WHAT TO DO - Using the listing below, select the lines with the word "label" and copy them.

ENTRIES SUPPLIED -
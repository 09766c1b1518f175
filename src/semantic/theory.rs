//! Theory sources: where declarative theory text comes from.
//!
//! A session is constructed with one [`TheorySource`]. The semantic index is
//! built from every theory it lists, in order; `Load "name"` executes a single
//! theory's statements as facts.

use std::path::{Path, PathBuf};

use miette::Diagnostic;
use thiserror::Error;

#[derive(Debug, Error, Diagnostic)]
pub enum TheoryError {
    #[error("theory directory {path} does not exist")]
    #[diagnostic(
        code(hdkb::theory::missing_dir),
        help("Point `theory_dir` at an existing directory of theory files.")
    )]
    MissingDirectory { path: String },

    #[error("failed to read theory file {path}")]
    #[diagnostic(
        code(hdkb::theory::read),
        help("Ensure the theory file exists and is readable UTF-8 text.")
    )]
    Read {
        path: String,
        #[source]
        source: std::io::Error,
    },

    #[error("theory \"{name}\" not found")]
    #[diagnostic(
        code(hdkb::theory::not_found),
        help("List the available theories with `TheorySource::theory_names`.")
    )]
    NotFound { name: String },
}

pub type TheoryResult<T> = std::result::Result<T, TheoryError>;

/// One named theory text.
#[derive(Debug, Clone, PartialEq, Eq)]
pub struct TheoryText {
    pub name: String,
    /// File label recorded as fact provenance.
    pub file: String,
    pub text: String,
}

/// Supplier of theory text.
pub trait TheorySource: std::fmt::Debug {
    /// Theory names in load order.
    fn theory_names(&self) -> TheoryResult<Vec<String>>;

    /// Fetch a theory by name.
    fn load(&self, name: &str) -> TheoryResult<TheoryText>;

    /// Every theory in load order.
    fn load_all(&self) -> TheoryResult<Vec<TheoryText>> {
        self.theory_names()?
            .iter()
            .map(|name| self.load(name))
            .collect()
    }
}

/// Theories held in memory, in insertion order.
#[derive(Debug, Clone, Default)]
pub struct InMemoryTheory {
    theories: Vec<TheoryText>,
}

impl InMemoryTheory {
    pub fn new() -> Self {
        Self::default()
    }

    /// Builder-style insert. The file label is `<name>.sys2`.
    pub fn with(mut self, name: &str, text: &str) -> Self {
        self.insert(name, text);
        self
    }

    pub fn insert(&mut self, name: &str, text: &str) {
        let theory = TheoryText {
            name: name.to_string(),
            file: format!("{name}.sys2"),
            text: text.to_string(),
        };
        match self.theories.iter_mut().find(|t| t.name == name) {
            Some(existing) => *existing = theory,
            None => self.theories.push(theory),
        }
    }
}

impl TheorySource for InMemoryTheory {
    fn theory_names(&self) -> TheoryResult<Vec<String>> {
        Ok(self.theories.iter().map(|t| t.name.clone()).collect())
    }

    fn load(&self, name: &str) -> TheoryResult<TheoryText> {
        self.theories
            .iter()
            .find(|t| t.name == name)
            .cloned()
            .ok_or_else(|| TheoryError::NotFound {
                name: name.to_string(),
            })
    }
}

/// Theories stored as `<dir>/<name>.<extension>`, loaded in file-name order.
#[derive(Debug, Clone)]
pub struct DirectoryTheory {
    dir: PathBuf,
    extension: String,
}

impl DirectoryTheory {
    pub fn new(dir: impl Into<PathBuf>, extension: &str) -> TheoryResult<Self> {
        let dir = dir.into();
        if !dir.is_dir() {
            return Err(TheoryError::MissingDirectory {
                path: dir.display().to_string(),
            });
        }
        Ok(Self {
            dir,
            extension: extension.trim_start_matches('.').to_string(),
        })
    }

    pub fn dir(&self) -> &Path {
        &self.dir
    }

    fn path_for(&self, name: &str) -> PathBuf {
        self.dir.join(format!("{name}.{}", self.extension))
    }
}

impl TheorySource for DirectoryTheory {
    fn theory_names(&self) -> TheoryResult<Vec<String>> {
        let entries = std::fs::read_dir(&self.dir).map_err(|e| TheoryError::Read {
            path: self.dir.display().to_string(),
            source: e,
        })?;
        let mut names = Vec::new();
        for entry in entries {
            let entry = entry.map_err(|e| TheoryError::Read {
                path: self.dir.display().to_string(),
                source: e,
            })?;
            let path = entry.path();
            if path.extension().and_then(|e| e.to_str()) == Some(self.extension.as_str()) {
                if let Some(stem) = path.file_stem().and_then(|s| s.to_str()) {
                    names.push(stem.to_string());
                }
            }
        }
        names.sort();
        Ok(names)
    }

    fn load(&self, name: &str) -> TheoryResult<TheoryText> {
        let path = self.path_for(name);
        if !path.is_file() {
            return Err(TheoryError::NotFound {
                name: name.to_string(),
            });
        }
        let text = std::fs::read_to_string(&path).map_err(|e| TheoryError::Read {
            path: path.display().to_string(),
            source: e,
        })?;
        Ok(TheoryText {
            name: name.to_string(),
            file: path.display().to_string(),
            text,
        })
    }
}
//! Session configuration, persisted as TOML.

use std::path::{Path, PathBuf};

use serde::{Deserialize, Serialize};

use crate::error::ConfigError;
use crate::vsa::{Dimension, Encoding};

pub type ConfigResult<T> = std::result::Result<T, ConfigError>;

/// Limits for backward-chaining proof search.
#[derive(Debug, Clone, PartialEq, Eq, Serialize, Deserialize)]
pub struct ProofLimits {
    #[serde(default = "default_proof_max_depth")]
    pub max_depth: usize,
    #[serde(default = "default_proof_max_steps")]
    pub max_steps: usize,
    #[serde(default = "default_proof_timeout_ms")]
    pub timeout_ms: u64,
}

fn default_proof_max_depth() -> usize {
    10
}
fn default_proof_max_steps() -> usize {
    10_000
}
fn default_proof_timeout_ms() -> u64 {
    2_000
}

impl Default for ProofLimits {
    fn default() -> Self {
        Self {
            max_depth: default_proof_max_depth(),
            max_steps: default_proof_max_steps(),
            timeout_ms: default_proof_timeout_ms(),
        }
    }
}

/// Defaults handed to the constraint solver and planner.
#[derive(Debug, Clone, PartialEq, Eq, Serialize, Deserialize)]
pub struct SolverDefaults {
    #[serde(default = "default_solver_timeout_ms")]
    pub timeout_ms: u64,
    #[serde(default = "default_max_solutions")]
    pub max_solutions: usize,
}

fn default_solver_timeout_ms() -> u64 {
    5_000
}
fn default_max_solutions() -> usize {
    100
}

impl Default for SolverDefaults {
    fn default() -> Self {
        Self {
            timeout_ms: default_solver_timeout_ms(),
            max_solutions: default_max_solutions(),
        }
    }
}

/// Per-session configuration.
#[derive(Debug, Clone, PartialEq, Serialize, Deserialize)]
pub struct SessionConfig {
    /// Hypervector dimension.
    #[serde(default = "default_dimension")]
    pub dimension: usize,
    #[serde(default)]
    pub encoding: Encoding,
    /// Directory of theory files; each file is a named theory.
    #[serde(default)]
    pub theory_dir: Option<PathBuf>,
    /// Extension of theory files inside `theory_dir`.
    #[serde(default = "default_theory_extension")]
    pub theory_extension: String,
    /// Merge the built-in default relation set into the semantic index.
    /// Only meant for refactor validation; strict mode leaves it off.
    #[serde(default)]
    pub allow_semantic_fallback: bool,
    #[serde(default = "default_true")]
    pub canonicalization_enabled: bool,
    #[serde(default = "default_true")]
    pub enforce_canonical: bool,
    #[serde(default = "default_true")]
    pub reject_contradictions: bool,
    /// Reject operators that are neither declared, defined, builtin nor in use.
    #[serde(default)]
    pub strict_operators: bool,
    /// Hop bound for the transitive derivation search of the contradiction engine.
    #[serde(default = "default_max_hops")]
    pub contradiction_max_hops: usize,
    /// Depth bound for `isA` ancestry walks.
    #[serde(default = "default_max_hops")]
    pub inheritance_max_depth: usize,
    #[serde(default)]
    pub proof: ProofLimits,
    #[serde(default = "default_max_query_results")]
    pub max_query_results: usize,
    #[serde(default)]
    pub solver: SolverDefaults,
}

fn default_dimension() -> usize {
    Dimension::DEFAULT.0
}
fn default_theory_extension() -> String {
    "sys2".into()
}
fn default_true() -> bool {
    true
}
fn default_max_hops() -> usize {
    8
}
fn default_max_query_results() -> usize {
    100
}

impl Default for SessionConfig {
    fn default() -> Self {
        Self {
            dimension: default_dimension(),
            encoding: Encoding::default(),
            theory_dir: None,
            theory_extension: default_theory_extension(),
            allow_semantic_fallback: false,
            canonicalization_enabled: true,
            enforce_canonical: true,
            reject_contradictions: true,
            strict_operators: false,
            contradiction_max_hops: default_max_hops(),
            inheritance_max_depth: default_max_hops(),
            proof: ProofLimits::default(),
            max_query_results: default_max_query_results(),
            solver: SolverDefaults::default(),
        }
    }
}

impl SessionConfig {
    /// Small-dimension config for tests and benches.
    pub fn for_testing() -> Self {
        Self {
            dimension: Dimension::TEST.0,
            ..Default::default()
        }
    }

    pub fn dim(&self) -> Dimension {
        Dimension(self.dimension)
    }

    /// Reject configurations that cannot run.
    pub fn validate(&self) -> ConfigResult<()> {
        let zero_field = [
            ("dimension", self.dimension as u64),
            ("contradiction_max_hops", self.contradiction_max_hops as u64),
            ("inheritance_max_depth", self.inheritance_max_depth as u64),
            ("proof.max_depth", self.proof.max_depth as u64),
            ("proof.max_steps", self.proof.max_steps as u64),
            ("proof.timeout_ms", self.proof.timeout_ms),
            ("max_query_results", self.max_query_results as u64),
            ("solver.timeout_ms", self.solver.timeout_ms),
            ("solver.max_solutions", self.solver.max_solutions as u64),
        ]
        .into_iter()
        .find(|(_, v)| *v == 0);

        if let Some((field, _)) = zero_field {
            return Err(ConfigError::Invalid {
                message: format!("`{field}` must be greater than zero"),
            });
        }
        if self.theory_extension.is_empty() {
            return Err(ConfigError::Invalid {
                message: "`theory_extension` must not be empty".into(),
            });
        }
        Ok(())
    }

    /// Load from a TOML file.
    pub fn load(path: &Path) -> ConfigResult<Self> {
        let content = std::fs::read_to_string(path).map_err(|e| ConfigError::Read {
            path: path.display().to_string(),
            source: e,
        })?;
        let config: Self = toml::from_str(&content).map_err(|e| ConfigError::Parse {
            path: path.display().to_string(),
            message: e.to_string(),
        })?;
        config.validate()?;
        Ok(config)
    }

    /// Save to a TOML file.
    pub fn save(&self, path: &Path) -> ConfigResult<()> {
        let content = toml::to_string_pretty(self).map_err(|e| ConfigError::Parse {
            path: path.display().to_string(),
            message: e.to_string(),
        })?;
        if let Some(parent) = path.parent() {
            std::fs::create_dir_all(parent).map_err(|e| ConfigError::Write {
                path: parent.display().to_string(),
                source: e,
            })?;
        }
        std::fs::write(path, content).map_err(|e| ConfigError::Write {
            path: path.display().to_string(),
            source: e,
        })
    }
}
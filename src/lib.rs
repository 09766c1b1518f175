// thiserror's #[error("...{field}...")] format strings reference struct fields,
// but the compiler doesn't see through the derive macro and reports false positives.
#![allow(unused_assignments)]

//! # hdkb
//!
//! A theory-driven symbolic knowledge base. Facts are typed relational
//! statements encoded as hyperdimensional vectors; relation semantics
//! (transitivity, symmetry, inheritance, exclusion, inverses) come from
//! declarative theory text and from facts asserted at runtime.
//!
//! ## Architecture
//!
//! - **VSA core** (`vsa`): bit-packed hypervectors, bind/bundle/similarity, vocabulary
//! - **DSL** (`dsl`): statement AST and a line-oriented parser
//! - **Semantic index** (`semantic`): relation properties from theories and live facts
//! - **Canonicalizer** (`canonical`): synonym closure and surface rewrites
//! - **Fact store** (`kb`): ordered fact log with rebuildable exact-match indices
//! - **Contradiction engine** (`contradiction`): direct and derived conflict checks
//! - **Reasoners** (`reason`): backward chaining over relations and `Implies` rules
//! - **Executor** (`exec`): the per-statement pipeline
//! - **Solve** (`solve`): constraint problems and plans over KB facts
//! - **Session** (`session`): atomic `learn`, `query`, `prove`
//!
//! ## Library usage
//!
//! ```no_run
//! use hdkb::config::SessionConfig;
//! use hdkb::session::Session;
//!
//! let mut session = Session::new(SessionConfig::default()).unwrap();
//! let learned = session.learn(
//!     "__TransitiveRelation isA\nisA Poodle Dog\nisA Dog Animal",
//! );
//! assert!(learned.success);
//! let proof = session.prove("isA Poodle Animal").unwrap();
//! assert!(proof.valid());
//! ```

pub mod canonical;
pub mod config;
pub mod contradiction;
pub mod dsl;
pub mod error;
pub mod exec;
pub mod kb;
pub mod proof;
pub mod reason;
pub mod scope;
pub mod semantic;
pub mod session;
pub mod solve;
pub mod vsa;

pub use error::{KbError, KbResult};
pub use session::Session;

FINISHED TASK -
    /// File label recorded as fact provenance.
    /// Builder-style insert. The file label is `<name>.sys2`.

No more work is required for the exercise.